No, it seems most of the people responsible for this mess were citizens or legal aliens. It’s too bad, since people have been having so much fun blaming immigrants for everything under the sun lately.
Jeff, most people point to the reversal in home prices as a primary factor in explaining the large number of mortgage delinquencies and foreclosures that caught so many qualitative and quantitative analysts in the lending industry by surprise. It’s hard to dispute that as a very important cause, but it’s also intriguing to wonder why models going back several decades which predicted that foreclosures would be low when unemployment rates were low turned out to be so wrong. When we look around the country, we see some areas where unemployment and foreclosures were high – like Michigan and Ohio – an other areas where foreclosures were high while unemployment remained low, like California, Florida, and Arizona. Against that background, it’s an interesting question whether home price declines by themselves were severe enough to invalidate the models, or whether something else is going on. Above I through out a speculation (labeled as such) about what else might be going on – i.e. the unemployment statistics could be misleading if they failed to measure employment of undocumented workers and, I should have added, employment in mostly cash industries like some types of residential contracting.
You make a good point that Texas probably has a high level of illegal immigrants, and hasn’t had a big real estate boom, crash, or super high foreclosures. But perhaps the fact that real estate remained particularly affordable in Texas was a key mitigating factor? c.f. http://originatortimes.com/content/templates/standard.aspx?articleid=2202&zoneid=5
You shouldn’t read my speculation as an attempt to *blame* illegal immigration for an economic problem in a perjorative policy-related sense. It could just as easily have been read as blaming the employment crackdown policy, but that wasn’t my intent either.

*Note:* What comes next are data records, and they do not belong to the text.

//! API Module
//!
//! HTTP surface of the dashboard. Handlers only read the last-published
//! snapshots; nothing here triggers a fetch or a render.

pub mod health;
pub mod page;

use std::path::Path;
use std::sync::Arc;

use axum::{Router, routing::get};
use tower_http::services::{ServeDir, ServeFile};
use tower_http::trace::TraceLayer;

use crate::state::Dashboard;

/// Create the router with all endpoints
pub fn create_router(dashboard: Arc<Dashboard>, static_dir: &Path) -> Router {
    Router::new()
        // Rendered dashboard
        .route("/", get(page::dashboard_page))
        // Health check
        .route("/health", get(health::health_check))
        // Static assets (stylesheet, status icons)
        .nest_service("/static", ServeDir::new(static_dir))
        .route_service("/favicon.ico", ServeFile::new(static_dir.join("favicon.svg")))
        // Add state and middleware
        .with_state(dashboard)
        .layer(TraceLayer::new_for_http())
}
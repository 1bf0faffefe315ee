//! Health Check API Handler
//!
//! Liveness endpoint for monitoring. Always succeeds, independent of
//! fetch or render health.

use axum::{http::StatusCode, response::IntoResponse};

/// GET /health
/// Health check endpoint
pub async fn health_check() -> impl IntoResponse {
    (StatusCode::OK, "ok")
}
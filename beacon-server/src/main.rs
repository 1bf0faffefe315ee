//! Beacon Server
//!
//! Serves a CI status dashboard for one organization's repositories.
//!
//! Architecture:
//! - Configuration: CLI flags and environment variables (clap)
//! - Clients: HTTP communication with the hosting API and the CI service
//! - Services: repository fetching, branch probing, page rendering
//! - Scheduler: two periodic refresh loops feeding snapshot caches
//! - API: axum routes reading the last-published page
//!
//! Startup runs one fetch pass and one render pass before the listener
//! is bound, so the first request already sees a complete page. After
//! that, refresh failures keep the last-good snapshots in place.

mod api;
mod config;
mod scheduler;
mod service;
mod state;

use std::net::SocketAddr;
use std::sync::Arc;

use anyhow::{Context, Result};
use clap::Parser;
use tracing::{error, info, warn};
use tracing_subscriber::{layer::SubscriberExt, util::SubscriberInitExt};

use crate::config::Config;
use crate::service::fetch::refresh_buckets;
use crate::service::probe::{CiStatusSource, StatusSource};
use crate::service::render::Renderer;
use crate::state::Dashboard;
use beacon_client::{CiClient, SourceControlClient};

#[tokio::main]
async fn main() -> Result<()> {
    let config = Config::parse();

    // Initialize logging
    tracing_subscriber::registry()
        .with(
            tracing_subscriber::EnvFilter::try_from_default_env()
                .unwrap_or_else(|_| config.log_filter().into()),
        )
        .with(tracing_subscriber::fmt::layer())
        .init();

    info!("Starting Beacon server on :{}", config.listen);

    let source = SourceControlClient::new(&config.source_api_url, &config.token);
    let ci = CiClient::new(&config.ci_url);
    let dashboard = Arc::new(Dashboard::new());

    // One fetch and one render pass must succeed before serving starts.
    refresh_buckets(&source, &config, &dashboard)
        .await
        .context("Initial repository fetch failed")?;

    let status_source: Arc<dyn StatusSource> =
        Arc::new(CiStatusSource::new(ci.clone(), config.org.clone()));
    let renderer = Arc::new(Renderer::new(
        config.org.clone(),
        config.branches.clone(),
        status_source,
        ci,
        Arc::clone(&dashboard),
    ));
    renderer
        .render()
        .await
        .context("Initial render failed")?;

    scheduler::spawn_refresh_loops(
        config.clone(),
        source,
        Arc::clone(&renderer),
        Arc::clone(&dashboard),
    );

    let app = api::create_router(Arc::clone(&dashboard), &config.static_dir);

    let addr = SocketAddr::from(([0, 0, 0, 0], config.listen));
    let listener = tokio::net::TcpListener::bind(addr)
        .await
        .with_context(|| format!("Failed to bind {addr}"))?;

    info!("Listening on {}", addr);

    let (shutdown_tx, shutdown_rx) = tokio::sync::oneshot::channel::<()>();
    let server = tokio::spawn(async move {
        axum::serve(listener, app)
            .with_graceful_shutdown(async move {
                let _ = shutdown_rx.await;
            })
            .await
    });

    shutdown_signal().await;
    info!("Signal received, draining in-flight requests");
    let _ = shutdown_tx.send(());

    match tokio::time::timeout(config.shutdown_timeout(), server).await {
        Ok(joined) => {
            joined
                .context("Server task panicked")?
                .context("Server error")?;
            info!("Server stopped");
        }
        Err(_) => {
            warn!(
                "Connections still open after {:?}, exiting anyway",
                config.shutdown_timeout()
            );
        }
    }

    Ok(())
}

/// Completes when the process receives SIGINT or SIGTERM
async fn shutdown_signal() {
    let ctrl_c = async {
        if let Err(e) = tokio::signal::ctrl_c().await {
            error!("Failed to listen for ctrl-c: {}", e);
            std::future::pending::<()>().await;
        }
    };

    #[cfg(unix)]
    let terminate = async {
        match tokio::signal::unix::signal(tokio::signal::unix::SignalKind::terminate()) {
            Ok(mut signal) => {
                signal.recv().await;
            }
            Err(e) => {
                error!("Failed to install SIGTERM handler: {}", e);
                std::future::pending::<()>().await;
            }
        }
    };

    #[cfg(not(unix))]
    let terminate = std::future::pending::<()>();

    tokio::select! {
        _ = ctrl_c => {},
        _ = terminate => {},
    }
}
//! Wire representations of external API responses
//!
//! DTOs mirror the JSON shapes returned by the source-control hosting
//! API and convert into the domain types.

pub mod repo;
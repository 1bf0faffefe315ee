//! Repository listing DTOs

use serde::Deserialize;

use crate::domain::repo::{Owner, Repository};

/// One page of the repository search response
#[derive(Debug, Clone, Deserialize)]
pub struct RepositoryPage {
    pub total_count: u64,
    pub items: Vec<RepositoryDto>,
}

/// Repository object as returned by the hosting API
#[derive(Debug, Clone, Deserialize)]
pub struct RepositoryDto {
    pub id: i64,
    pub name: String,
    pub owner: OwnerDto,
    #[serde(default)]
    pub archived: bool,
}

#[derive(Debug, Clone, Deserialize)]
pub struct OwnerDto {
    pub login: String,
}

impl From<RepositoryDto> for Repository {
    fn from(dto: RepositoryDto) -> Self {
        Repository {
            id: dto.id,
            name: dto.name,
            owner: Owner {
                login: dto.owner.login,
            },
            archived: dto.archived,
        }
    }
}

#[cfg(test)]
mod tests {
    use super::*;

    #[test]
    fn test_deserialize_search_page() {
        let body = r#"{
            "total_count": 2,
            "incomplete_results": false,
            "items": [
                {
                    "id": 101,
                    "name": "terraform-aws-cluster",
                    "owner": { "login": "dcos-terraform", "id": 7 },
                    "archived": false
                },
                {
                    "id": 102,
                    "name": "terraform-aws-old",
                    "owner": { "login": "dcos-terraform" },
                    "archived": true
                }
            ]
        }"#;

        let page: RepositoryPage = serde_json::from_str(body).unwrap();
        assert_eq!(page.total_count, 2);
        assert_eq!(page.items.len(), 2);
        assert!(page.items[1].archived);
    }

    #[test]
    fn test_archived_defaults_to_false() {
        let body = r#"{
            "id": 103,
            "name": "terraform-gcp-base",
            "owner": { "login": "dcos-terraform" }
        }"#;

        let dto: RepositoryDto = serde_json::from_str(body).unwrap();
        assert!(!dto.archived);
    }

    #[test]
    fn test_dto_into_domain() {
        let dto = RepositoryDto {
            id: 7,
            name: "terraform-azurerm-base".to_string(),
            owner: OwnerDto {
                login: "dcos-terraform".to_string(),
            },
            archived: false,
        };

        let repo: Repository = dto.into();
        assert_eq!(repo.id, 7);
        assert_eq!(repo.name, "terraform-azurerm-base");
        assert_eq!(repo.owner.login, "dcos-terraform");
        assert!(!repo.archived);
    }
}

I think Freddie will get the worst of it because while Fannie was brought up short earlier by their regulator, Freddie took the opportunity to catch up to its cousin, unfortunately at the worst of all possible times with respect to the quality of the loans.
I certainly believe that they have been operating in their own best interest but you can guarantee that when the going gets tough, they’ll say they were just trying tohelp the little guy and do what congress wanted, and so deserve a bailout.
JDH’s use of the word “equilibrium” also struck me as misapplied.
As an engineer, I see the economy as a process with feedback and feedforward. We’ve been in a regime where rising home prices and low interest rates have accelerated the rise in home prices (a second order differential effect in overly simple math terms.)
Think of it in physics terms – change in position is displacement, rate of change of position is velocity, rate of change of rate of change of position is acceleration, rate of change of rate of change of rate of change of position is jerk, etc.
If prices have peaked and and are now declining, a clampdown on GSE lending could add a second order differential NEGATIVE feedback effect.
Markets do more than give instanteous valuations of assets, they think forward so that asking for a market valuation is asking for a prediction of the FUTURE value, discounted to time of transaction.
What we should all hope for is a dampening response from our instititions so that second and third order differential effects are not in themselves the drivers of market changes. This is my definition of boom and bust.
That said, the underlying fundamental issue is how much of our national income and wealth do we decide to invest in meeting our housing needs and wants? That can change and the market mechanisms must allow for repricing to that criterion.